WORK ORDER:
Every line in the records below that holds the word "stderr" is to be copied.

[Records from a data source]
Segment Open

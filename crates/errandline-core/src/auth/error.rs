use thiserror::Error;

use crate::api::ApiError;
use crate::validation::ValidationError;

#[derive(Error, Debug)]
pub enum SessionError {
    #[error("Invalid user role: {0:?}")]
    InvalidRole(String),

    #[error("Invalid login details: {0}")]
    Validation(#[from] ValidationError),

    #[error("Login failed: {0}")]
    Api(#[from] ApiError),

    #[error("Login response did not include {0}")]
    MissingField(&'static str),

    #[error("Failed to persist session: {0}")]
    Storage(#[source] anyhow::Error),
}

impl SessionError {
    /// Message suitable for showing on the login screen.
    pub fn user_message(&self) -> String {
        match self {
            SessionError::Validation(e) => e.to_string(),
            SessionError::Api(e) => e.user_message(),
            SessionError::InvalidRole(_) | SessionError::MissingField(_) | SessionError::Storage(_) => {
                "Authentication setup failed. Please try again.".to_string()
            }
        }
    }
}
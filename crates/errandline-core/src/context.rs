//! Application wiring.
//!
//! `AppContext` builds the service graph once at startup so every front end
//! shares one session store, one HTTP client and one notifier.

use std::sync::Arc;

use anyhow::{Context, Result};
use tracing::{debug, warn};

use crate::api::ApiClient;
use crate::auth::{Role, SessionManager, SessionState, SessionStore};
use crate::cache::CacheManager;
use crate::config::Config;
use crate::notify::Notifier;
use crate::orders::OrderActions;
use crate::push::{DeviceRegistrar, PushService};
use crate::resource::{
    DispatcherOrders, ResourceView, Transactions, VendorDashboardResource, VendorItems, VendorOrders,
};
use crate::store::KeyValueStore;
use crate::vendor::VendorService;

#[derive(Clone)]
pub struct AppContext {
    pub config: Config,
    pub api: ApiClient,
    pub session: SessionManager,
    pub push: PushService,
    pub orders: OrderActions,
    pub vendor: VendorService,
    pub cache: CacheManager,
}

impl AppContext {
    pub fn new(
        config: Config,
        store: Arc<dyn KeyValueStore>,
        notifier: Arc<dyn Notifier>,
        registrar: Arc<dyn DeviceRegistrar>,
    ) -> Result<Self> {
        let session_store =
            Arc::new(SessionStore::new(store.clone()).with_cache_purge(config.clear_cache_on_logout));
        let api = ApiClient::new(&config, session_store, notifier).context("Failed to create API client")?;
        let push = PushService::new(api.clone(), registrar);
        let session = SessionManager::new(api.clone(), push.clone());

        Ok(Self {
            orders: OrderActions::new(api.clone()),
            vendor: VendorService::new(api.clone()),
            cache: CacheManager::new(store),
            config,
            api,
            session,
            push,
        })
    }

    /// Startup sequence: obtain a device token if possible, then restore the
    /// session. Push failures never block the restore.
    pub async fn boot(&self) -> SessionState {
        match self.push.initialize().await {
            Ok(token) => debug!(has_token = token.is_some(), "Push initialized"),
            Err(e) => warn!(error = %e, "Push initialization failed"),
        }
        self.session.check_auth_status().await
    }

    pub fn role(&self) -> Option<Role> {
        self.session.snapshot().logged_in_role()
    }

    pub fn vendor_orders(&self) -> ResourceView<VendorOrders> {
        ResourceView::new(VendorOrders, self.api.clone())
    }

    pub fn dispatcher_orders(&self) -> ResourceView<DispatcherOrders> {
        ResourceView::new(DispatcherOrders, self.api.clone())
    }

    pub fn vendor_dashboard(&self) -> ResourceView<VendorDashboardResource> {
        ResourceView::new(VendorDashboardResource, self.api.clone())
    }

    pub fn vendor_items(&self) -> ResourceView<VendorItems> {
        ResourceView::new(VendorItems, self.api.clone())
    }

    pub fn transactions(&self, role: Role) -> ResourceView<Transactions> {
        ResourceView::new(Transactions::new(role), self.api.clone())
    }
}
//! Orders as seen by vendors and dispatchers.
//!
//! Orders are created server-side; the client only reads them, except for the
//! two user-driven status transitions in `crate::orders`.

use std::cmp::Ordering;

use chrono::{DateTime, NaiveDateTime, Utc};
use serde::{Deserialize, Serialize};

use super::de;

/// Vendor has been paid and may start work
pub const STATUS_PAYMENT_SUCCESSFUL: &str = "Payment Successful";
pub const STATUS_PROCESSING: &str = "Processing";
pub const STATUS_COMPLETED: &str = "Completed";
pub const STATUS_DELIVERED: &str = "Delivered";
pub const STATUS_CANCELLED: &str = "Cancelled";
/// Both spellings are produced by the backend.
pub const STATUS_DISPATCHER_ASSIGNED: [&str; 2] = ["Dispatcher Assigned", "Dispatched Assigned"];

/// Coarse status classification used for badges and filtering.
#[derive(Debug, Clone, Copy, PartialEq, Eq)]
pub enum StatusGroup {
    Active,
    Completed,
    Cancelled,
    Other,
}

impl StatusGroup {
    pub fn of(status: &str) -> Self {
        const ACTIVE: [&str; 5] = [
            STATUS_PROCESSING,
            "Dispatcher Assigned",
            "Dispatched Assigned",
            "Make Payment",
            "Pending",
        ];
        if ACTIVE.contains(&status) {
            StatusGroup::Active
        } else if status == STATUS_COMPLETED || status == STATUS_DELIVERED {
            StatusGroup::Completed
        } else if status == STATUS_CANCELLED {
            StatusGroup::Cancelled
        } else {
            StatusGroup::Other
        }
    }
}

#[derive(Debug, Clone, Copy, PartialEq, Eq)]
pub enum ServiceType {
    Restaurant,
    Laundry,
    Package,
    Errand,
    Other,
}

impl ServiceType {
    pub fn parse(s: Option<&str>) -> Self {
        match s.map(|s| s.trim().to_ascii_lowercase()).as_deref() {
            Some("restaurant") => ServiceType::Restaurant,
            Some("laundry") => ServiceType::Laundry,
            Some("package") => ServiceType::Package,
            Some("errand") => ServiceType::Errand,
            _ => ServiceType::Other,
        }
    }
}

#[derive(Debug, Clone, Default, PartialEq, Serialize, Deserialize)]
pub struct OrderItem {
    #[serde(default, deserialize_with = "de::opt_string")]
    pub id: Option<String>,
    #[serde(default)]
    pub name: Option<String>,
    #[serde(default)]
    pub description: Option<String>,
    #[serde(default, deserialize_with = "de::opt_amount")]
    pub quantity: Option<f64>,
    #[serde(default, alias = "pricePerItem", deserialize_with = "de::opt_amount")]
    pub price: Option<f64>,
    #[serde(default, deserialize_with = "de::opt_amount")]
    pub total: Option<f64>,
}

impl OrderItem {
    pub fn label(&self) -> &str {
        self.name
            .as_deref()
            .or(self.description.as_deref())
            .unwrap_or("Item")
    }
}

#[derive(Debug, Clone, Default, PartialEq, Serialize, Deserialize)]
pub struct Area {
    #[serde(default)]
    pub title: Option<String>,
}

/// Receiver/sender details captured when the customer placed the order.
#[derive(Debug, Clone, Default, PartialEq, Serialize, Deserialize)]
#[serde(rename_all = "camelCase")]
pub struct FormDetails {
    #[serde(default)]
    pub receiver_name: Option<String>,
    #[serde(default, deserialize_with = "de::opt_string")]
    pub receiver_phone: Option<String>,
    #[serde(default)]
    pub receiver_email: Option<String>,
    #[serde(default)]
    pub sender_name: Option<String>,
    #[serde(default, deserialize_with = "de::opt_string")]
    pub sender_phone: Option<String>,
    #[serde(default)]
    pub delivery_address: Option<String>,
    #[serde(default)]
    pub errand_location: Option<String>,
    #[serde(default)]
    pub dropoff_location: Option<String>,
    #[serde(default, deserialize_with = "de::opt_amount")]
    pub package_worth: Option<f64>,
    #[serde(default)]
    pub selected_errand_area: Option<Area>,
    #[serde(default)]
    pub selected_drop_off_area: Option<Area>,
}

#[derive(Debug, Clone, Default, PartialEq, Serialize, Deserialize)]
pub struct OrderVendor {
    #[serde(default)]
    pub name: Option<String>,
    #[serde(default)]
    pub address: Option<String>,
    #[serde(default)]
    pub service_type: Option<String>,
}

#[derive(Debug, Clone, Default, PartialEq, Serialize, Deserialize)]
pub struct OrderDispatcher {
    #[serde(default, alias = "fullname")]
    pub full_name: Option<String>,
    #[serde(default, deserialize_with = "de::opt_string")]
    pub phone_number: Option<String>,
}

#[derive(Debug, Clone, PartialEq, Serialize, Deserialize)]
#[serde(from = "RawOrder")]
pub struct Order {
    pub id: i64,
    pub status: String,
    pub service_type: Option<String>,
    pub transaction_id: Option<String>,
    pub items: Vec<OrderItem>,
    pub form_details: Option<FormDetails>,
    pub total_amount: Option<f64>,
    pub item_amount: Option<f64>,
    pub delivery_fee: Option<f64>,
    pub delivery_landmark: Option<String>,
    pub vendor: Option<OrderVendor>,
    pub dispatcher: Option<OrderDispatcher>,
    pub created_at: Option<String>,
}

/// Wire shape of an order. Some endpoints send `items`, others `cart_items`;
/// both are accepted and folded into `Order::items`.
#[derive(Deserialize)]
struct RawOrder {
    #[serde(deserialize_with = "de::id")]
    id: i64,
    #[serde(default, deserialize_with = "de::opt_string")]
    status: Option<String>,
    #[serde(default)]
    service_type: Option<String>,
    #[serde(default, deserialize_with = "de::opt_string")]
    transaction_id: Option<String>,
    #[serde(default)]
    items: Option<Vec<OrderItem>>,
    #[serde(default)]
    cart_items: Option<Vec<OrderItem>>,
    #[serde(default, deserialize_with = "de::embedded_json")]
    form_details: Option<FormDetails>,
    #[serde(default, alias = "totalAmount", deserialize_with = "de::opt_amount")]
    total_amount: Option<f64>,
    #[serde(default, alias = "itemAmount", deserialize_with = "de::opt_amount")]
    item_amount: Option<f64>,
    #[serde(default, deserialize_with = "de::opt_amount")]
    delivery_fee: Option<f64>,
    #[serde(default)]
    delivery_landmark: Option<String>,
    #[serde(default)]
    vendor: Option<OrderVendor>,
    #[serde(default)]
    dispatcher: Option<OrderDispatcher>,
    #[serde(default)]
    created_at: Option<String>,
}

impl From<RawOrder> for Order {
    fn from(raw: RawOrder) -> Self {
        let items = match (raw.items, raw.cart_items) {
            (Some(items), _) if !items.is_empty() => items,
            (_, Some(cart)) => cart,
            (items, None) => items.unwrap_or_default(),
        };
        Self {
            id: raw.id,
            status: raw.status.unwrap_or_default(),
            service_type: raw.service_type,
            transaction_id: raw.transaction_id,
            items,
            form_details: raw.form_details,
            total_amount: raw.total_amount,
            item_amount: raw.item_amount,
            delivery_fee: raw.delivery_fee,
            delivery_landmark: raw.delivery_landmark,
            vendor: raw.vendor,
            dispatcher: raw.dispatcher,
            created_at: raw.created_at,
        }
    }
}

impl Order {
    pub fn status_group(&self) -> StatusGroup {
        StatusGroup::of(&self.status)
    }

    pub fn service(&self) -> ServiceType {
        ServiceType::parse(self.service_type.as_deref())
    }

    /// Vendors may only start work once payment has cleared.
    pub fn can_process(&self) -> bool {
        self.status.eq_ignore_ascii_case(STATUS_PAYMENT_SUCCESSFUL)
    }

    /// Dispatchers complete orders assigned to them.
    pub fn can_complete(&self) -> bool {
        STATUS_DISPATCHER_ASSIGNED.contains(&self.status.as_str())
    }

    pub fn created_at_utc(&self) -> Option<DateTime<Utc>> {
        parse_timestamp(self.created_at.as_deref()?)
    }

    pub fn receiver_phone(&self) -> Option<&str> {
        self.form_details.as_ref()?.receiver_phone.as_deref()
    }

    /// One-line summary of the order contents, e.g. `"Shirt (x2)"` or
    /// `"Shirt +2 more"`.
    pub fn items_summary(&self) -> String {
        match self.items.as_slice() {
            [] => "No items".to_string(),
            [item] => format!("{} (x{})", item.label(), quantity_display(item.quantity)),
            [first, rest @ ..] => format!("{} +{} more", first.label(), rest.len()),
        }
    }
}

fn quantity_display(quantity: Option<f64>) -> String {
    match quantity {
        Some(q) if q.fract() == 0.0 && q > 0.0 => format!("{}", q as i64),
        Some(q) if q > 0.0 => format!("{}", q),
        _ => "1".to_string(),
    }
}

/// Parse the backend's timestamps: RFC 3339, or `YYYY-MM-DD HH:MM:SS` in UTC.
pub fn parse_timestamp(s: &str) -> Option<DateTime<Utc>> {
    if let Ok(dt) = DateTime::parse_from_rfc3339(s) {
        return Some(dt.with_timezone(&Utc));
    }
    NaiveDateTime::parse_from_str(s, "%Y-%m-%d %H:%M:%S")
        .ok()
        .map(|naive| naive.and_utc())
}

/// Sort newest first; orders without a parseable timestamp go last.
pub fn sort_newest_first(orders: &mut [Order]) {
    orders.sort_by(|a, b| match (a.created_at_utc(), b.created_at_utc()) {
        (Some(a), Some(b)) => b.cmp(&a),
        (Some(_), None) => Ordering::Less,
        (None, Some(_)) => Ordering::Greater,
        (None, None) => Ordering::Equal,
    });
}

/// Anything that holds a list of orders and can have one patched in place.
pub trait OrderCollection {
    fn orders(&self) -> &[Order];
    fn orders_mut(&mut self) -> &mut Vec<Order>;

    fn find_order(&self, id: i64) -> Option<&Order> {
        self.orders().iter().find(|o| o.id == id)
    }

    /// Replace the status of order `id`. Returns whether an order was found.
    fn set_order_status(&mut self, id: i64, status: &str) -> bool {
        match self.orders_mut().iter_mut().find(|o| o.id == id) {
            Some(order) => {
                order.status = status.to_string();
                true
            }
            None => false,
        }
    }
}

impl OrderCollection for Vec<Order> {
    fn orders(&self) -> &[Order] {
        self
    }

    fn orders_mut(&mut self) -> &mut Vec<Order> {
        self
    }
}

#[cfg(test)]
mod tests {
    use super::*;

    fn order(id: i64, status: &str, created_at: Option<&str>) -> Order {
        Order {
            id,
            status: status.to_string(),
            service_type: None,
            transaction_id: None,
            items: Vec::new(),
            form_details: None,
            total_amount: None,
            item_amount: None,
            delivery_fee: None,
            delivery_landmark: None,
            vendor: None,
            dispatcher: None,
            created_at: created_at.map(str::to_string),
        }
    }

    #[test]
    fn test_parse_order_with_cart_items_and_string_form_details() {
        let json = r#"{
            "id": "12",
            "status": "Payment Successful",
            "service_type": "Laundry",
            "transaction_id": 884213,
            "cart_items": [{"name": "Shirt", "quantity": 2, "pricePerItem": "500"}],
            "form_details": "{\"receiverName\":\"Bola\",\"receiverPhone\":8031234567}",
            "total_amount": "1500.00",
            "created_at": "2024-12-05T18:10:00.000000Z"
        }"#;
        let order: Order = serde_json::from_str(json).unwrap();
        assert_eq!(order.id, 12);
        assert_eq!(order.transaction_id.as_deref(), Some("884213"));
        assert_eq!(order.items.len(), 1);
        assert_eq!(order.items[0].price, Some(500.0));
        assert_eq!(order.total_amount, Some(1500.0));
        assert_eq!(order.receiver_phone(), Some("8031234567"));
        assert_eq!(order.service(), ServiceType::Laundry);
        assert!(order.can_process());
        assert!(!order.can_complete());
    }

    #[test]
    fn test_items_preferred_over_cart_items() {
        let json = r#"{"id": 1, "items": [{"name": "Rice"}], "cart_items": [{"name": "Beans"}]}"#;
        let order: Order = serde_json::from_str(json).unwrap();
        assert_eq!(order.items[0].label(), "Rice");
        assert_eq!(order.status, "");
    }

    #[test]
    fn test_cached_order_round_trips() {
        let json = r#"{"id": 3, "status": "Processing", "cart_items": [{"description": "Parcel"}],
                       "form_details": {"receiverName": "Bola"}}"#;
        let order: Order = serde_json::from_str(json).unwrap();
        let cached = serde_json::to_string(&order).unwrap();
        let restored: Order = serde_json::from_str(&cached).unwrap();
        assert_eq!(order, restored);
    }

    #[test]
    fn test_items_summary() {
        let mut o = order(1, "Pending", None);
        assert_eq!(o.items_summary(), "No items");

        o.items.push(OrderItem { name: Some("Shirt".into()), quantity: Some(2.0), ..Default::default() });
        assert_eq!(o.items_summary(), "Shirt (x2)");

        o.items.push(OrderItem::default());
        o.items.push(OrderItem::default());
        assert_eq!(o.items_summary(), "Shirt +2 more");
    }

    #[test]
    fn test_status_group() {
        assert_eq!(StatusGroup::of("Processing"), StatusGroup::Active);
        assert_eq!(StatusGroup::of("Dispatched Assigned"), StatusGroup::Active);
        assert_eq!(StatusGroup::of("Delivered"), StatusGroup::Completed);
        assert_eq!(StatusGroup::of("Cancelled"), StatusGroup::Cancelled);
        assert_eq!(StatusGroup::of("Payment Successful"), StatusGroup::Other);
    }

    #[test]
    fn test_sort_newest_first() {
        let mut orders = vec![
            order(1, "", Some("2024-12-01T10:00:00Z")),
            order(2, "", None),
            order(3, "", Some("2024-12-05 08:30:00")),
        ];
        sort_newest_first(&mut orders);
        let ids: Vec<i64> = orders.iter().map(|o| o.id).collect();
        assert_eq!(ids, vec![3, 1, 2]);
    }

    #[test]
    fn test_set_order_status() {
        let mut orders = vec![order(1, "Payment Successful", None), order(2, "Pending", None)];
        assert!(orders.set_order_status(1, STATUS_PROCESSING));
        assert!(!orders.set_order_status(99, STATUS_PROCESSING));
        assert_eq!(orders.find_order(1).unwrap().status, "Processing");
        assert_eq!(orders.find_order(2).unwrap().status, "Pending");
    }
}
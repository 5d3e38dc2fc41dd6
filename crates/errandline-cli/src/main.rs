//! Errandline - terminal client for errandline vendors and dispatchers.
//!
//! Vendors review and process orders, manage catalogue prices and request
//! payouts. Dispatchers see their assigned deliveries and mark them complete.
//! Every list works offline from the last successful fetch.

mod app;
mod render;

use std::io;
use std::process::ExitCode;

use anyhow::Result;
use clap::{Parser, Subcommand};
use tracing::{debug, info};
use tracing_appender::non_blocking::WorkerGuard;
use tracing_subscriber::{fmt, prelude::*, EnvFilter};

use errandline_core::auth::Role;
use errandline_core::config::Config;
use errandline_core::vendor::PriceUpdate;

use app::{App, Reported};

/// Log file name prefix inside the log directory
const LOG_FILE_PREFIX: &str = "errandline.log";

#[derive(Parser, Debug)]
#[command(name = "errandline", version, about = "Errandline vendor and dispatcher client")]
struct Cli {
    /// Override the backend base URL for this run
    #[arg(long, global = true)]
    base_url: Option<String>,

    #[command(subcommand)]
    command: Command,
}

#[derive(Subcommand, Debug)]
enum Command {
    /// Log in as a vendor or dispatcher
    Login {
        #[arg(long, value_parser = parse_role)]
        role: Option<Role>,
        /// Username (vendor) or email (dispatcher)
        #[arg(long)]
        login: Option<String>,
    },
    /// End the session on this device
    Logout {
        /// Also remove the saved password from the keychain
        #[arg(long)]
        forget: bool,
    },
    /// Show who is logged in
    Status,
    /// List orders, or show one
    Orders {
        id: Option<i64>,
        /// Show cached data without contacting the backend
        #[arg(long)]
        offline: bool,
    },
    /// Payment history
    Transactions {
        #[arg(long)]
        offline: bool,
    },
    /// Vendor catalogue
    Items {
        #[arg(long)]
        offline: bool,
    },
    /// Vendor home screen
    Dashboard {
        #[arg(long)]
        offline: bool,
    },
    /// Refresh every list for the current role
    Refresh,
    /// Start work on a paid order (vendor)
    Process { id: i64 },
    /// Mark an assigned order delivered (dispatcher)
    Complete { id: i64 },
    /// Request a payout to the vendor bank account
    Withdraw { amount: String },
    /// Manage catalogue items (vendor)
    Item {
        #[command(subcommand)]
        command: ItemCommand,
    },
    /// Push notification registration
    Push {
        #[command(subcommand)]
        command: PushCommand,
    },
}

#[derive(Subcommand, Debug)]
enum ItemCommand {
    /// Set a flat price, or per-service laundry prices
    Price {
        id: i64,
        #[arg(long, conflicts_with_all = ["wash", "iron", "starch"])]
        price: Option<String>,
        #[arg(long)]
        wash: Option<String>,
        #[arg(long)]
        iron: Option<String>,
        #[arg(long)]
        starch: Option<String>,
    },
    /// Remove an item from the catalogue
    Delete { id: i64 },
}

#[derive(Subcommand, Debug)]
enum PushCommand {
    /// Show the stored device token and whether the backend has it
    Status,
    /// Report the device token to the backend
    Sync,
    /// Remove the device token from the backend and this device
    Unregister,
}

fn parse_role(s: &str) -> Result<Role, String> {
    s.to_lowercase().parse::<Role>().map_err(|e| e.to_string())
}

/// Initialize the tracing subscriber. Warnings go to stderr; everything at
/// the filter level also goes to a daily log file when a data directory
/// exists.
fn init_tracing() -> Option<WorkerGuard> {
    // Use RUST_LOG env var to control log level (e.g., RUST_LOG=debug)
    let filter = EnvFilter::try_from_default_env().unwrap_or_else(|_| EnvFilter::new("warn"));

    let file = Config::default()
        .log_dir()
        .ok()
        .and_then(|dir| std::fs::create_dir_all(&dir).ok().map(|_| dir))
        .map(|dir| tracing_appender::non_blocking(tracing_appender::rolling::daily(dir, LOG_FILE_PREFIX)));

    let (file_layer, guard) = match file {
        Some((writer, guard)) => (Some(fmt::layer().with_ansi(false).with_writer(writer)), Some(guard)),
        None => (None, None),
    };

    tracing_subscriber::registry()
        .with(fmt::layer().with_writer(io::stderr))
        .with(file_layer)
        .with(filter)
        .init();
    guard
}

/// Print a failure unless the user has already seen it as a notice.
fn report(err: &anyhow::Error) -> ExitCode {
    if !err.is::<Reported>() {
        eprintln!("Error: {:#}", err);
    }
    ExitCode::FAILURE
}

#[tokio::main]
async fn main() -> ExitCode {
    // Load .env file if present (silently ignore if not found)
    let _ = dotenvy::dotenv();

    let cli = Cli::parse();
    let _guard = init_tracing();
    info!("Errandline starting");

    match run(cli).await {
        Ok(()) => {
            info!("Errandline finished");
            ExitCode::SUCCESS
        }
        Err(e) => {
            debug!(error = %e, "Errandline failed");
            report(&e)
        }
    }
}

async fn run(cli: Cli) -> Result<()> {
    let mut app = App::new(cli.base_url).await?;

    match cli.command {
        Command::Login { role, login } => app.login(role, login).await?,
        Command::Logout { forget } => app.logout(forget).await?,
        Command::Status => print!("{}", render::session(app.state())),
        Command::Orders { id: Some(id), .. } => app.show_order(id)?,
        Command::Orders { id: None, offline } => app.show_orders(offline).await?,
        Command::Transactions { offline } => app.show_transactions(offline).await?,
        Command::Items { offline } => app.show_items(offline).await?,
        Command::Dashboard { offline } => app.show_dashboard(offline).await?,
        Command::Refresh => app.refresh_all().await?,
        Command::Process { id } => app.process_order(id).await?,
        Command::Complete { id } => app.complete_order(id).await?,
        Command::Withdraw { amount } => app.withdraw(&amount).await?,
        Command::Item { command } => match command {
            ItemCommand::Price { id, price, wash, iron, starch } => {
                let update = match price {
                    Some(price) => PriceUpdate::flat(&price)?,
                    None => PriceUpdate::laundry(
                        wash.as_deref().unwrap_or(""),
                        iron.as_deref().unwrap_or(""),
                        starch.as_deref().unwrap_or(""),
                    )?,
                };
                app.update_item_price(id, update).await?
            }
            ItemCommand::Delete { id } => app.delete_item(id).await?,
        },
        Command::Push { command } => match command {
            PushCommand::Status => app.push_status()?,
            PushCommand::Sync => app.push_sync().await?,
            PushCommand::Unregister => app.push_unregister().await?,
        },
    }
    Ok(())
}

Segment Closed

THE ANSWER:
/// Initialize the tracing subscriber. Warnings go to stderr; everything at
        .with(fmt::layer().with_writer(io::stderr))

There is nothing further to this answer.